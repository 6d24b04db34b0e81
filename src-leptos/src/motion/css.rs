//! Stylesheet generation from the variant tables.

use super::variants::{BADGE, CARD, CHEVRON, CHILD, ENTRY, EXPANDED_CONTENT, LIST, PILL, STATUS_PILL, TOGGLE};
use super::{spring::trim_float, Height, MotionConfig, Pose, Transition, Variants};
use crate::style;
use std::fmt::Write;

/// Static layout and typography.
const BASE_CSS: &str = include_str!("../../style/project-cards.css");

/// Class toggled on the detail region while it opens.
pub const DETAILS_ENTER_CLASS: &str = "project-card__details--enter";
/// Class toggled on the detail region while it closes.
pub const DETAILS_EXIT_CLASS: &str = "project-card__details--exit";

impl Pose {
    /// `transform` value composed as translate, scale, rotate.
    pub fn transform(&self) -> Option<String> {
        let mut parts = Vec::new();
        if let Some(y) = self.y {
            parts.push(format!("translateY({}px)", trim_float(y)));
        }
        if let Some(scale) = self.scale {
            parts.push(format!("scale({})", trim_float(scale)));
        }
        if let Some(rotate) = self.rotate {
            parts.push(format!("rotate({}deg)", trim_float(rotate)));
        }
        (!parts.is_empty()).then(|| parts.join(" "))
    }

    /// Declarations for a rule or keyframe body.
    pub fn declarations(&self) -> String {
        let mut out = String::new();
        if let Some(opacity) = self.opacity {
            let _ = write!(out, "opacity: {}; ", trim_float(opacity));
        }
        if let Some(transform) = self.transform() {
            let _ = write!(out, "transform: {transform}; ");
        }
        if let Some(height) = self.height {
            // The region is a one-row grid; 0fr -> 1fr animates to content height.
            let rows = match height {
                Height::Zero => "0fr",
                Height::Auto => "1fr",
            };
            let _ = write!(out, "grid-template-rows: {rows}; ");
        }
        if let Some(background) = self.background {
            let _ = write!(out, "background-color: {background}; ");
        }
        out.trim_end().to_string()
    }
}

fn keyframes(name: &str, from: &Pose, to: &Pose) -> String {
    format!(
        "@keyframes {name} {{ from {{ {} }} to {{ {} }} }}\n",
        from.declarations(),
        to.declarations()
    )
}

fn rule(selector: &str, body: &str) -> String {
    format!("{selector} {{ {body} }}\n")
}

fn animation(name: &str, transition: &Transition, delay_ms: u32, fill: &str) -> String {
    format!("animation: {name} {} {delay_ms}ms {fill};", transition.timing())
}

/// Resting transition plus `:hover` / `:active` rules.
fn interaction_rules(selector: &str, variants: &Variants, extra: &str) -> String {
    let timing = variants.interaction.timing();
    let mut properties = vec![format!("transform {timing}")];
    if variants.hover.background.is_some() || variants.tap.background.is_some() {
        properties.push(format!("background-color {timing}"));
    }

    let mut out = rule(selector, &format!("{extra}transition: {};", properties.join(", ")));
    if !variants.hover.is_empty() {
        out.push_str(&rule(&format!("{selector}:hover"), &variants.hover.declarations()));
    }
    if !variants.tap.is_empty() {
        out.push_str(&rule(&format!("{selector}:active"), &variants.tap.declarations()));
    }
    out
}

/// Full stylesheet for a card list: base layout, keyframes and pointer feedback.
///
/// Entrance animations fill backwards only, so once they finish the hover
/// transforms apply to the element's own styles.
pub fn stylesheet(config: &MotionConfig) -> String {
    let mut css = String::from(BASE_CSS);
    css.push('\n');

    css.push_str(&keyframes("pc-list-fade", &LIST.hidden, &LIST.visible));
    css.push_str(&keyframes("pc-entry", &ENTRY.hidden, &ENTRY.visible));
    css.push_str(&keyframes("pc-card", &CARD.hidden, &CARD.visible));
    css.push_str(&keyframes("pc-child", &CHILD.hidden, &CHILD.visible));
    css.push_str(&keyframes("pc-pill", &PILL.hidden, &PILL.visible));
    css.push_str(&keyframes("pc-details-in", &EXPANDED_CONTENT.hidden, &EXPANDED_CONTENT.visible));
    css.push_str(&keyframes("pc-details-out", &EXPANDED_CONTENT.visible, &EXPANDED_CONTENT.hidden));

    css.push_str(&rule(
        ".project-cards__list",
        &animation("pc-list-fade", &LIST.enter, config.list_delay_ms, "backwards"),
    ));
    // Per-element delays are set inline as `animation-delay`.
    css.push_str(&rule(".project-cards__entry", &animation("pc-entry", &ENTRY.enter, 0, "backwards")));
    css.push_str(&rule(".project-card__reveal", &animation("pc-child", &CHILD.enter, 0, "backwards")));

    css.push_str(&interaction_rules(
        ".project-card",
        &CARD,
        &format!("{} ", animation("pc-card", &CARD.enter, 0, "backwards")),
    ));
    css.push_str(&interaction_rules(
        ".category-pill",
        &PILL,
        &format!(
            "background-color: {}; {} ",
            style::PILL_BACKGROUND,
            animation("pc-pill", &PILL.enter, 0, "backwards")
        ),
    ));
    css.push_str(&interaction_rules(".status-pill", &STATUS_PILL, ""));
    css.push_str(&interaction_rules(".project-card__logo", &BADGE, ""));
    css.push_str(&interaction_rules(".project-card__marker", &BADGE, ""));
    css.push_str(&interaction_rules(
        ".project-card__toggle",
        &TOGGLE,
        &format!("color: {}; background-color: {}; ", style::INK, style::TOGGLE_BACKGROUND),
    ));
    css.push_str(&rule(".project-card__chevron", &format!("transition: transform {};", CHEVRON.timing())));

    css.push_str(&rule(
        &format!(".{DETAILS_ENTER_CLASS}"),
        &animation("pc-details-in", &EXPANDED_CONTENT.enter, 0, "both"),
    ));
    css.push_str(&rule(
        &format!(".{DETAILS_EXIT_CLASS}"),
        &animation("pc-details-out", &EXPANDED_CONTENT.exit, 0, "both"),
    ));

    if config.respect_reduced_motion {
        css.push_str(&format!(
            "@media {} {{\n  \
             .project-cards, .project-cards * {{ animation: none !important; transition: none !important; }}\n}}\n",
            super::REDUCED_MOTION_QUERY
        ));
    }
    css
}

WHAT NEEDS TO BE DONE:
Restate the data above in full, word for word.

RESPONSE:
repository 6d24b04db34b0e81
filename src-leptos/src/motion/css.rs
//! Stylesheet generation from the variant tables.

use super::variants::{BADGE, CARD, CHEVRON, CHILD, ENTRY, EXPANDED_CONTENT, LIST, PILL, STATUS_PILL, TOGGLE};
use super::{spring::trim_float, Height, MotionConfig, Pose, Transition, Variants};
use crate::style;
use std::fmt::Write;

/// Static layout and typography.
const BASE_CSS: &str = include_str!("../../style/project-cards.css");

/// Class toggled on the detail region while it opens.
pub const DETAILS_ENTER_CLASS: &str = "project-card__details--enter";
/// Class toggled on the detail region while it closes.
pub const DETAILS_EXIT_CLASS: &str = "project-card__details--exit";

impl Pose {
    /// `transform` value composed as translate, scale, rotate.
    pub fn transform(&self) -> Option<String> {
        let mut parts = Vec::new();
        if let Some(y) = self.y {
            parts.push(format!("translateY({}px)", trim_float(y)));
        }
        if let Some(scale) = self.scale {
            parts.push(format!("scale({})", trim_float(scale)));
        }
        if let Some(rotate) = self.rotate {
            parts.push(format!("rotate({}deg)", trim_float(rotate)));
        }
        (!parts.is_empty()).then(|| parts.join(" "))
    }

    /// Declarations for a rule or keyframe body.
    pub fn declarations(&self) -> String {
        let mut out = String::new();
        if let Some(opacity) = self.opacity {
            let _ = write!(out, "opacity: {}; ", trim_float(opacity));
        }
        if let Some(transform) = self.transform() {
            let _ = write!(out, "transform: {transform}; ");
        }
        if let Some(height) = self.height {
            // The region is a one-row grid; 0fr -> 1fr animates to content height.
            let rows = match height {
                Height::Zero => "0fr",
                Height::Auto => "1fr",
            };
            let _ = write!(out, "grid-template-rows: {rows}; ");
        }
        if let Some(background) = self.background {
            let _ = write!(out, "background-color: {background}; ");
        }
        out.trim_end().to_string()
    }
}

fn keyframes(name: &str, from: &Pose, to: &Pose) -> String {
    format!(
        "@keyframes {name} {{ from {{ {} }} to {{ {} }} }}\n",
        from.declarations(),
        to.declarations()
    )
}

fn rule(selector: &str, body: &str) -> String {
    format!("{selector} {{ {body} }}\n")
}

fn animation(name: &str, transition: &Transition, delay_ms: u32, fill: &str) -> String {
    format!("animation: {name} {} {delay_ms}ms {fill};", transition.timing())
}

/// Resting transition plus `:hover` / `:active` rules.
fn interaction_rules(selector: &str, variants: &Variants, extra: &str) -> String {
    let timing = variants.interaction.timing();
    let mut properties = vec![format!("transform {timing}")];
    if variants.hover.background.is_some() || variants.tap.background.is_some() {
        properties.push(format!("background-color {timing}"));
    }

    let mut out = rule(selector, &format!("{extra}transition: {};", properties.join(", ")));
    if !variants.hover.is_empty() {
        out.push_str(&rule(&format!("{selector}:hover"), &variants.hover.declarations()));
    }
    if !variants.tap.is_empty() {
        out.push_str(&rule(&format!("{selector}:active"), &variants.tap.declarations()));
    }
    out
}

/// Full stylesheet for a card list: base layout, keyframes and pointer feedback.
///
/// Entrance animations fill backwards only, so once they finish the hover
/// transforms apply to the element's own styles.
pub fn stylesheet(config: &MotionConfig) -> String {
    let mut css = String::from(BASE_CSS);
    css.push('\n');

    css.push_str(&keyframes("pc-list-fade", &LIST.hidden, &LIST.visible));
    css.push_str(&keyframes("pc-entry", &ENTRY.hidden, &ENTRY.visible));
    css.push_str(&keyframes("pc-card", &CARD.hidden, &CARD.visible));
    css.push_str(&keyframes("pc-child", &CHILD.hidden, &CHILD.visible));
    css.push_str(&keyframes("pc-pill", &PILL.hidden, &PILL.visible));
    css.push_str(&keyframes("pc-details-in", &EXPANDED_CONTENT.hidden, &EXPANDED_CONTENT.visible));
    css.push_str(&keyframes("pc-details-out", &EXPANDED_CONTENT.visible, &EXPANDED_CONTENT.hidden));

    css.push_str(&rule(
        ".project-cards__list",
        &animation("pc-list-fade", &LIST.enter, config.list_delay_ms, "backwards"),
    ));
    // Per-element delays are set inline as `animation-delay`.
    css.push_str(&rule(".project-cards__entry", &animation("pc-entry", &ENTRY.enter, 0, "backwards")));
    css.push_str(&rule(".project-card__reveal", &animation("pc-child", &CHILD.enter, 0, "backwards")));

    css.push_str(&interaction_rules(
        ".project-card",
        &CARD,
        &format!("{} ", animation("pc-card", &CARD.enter, 0, "backwards")),
    ));
    css.push_str(&interaction_rules(
        ".category-pill",
        &PILL,
        &format!(
            "background-color: {}; {} ",
            style::PILL_BACKGROUND,
            animation("pc-pill", &PILL.enter, 0, "backwards")
        ),
    ));
    css.push_str(&interaction_rules(".status-pill", &STATUS_PILL, ""));
    css.push_str(&interaction_rules(".project-card__logo", &BADGE, ""));
    css.push_str(&interaction_rules(".project-card__marker", &BADGE, ""));
    css.push_str(&interaction_rules(
        ".project-card__toggle",
        &TOGGLE,
        &format!("color: {}; background-color: {}; ", style::INK, style::TOGGLE_BACKGROUND),
    ));
    css.push_str(&rule(".project-card__chevron", &format!("transition: transform {};", CHEVRON.timing())));

    css.push_str(&rule(
        &format!(".{DETAILS_ENTER_CLASS}"),
        &animation("pc-details-in", &EXPANDED_CONTENT.enter, 0, "both"),
    ));
    css.push_str(&rule(
        &format!(".{DETAILS_EXIT_CLASS}"),
        &animation("pc-details-out", &EXPANDED_CONTENT.exit, 0, "both"),
    ));

    if config.respect_reduced_motion {
        css.push_str(&format!(
            "@media {} {{\n  \
             .project-cards, .project-cards * {{ animation: none !important; transition: none !important; }}\n}}\n",
            super::REDUCED_MOTION_QUERY
        ));
    }
    css
}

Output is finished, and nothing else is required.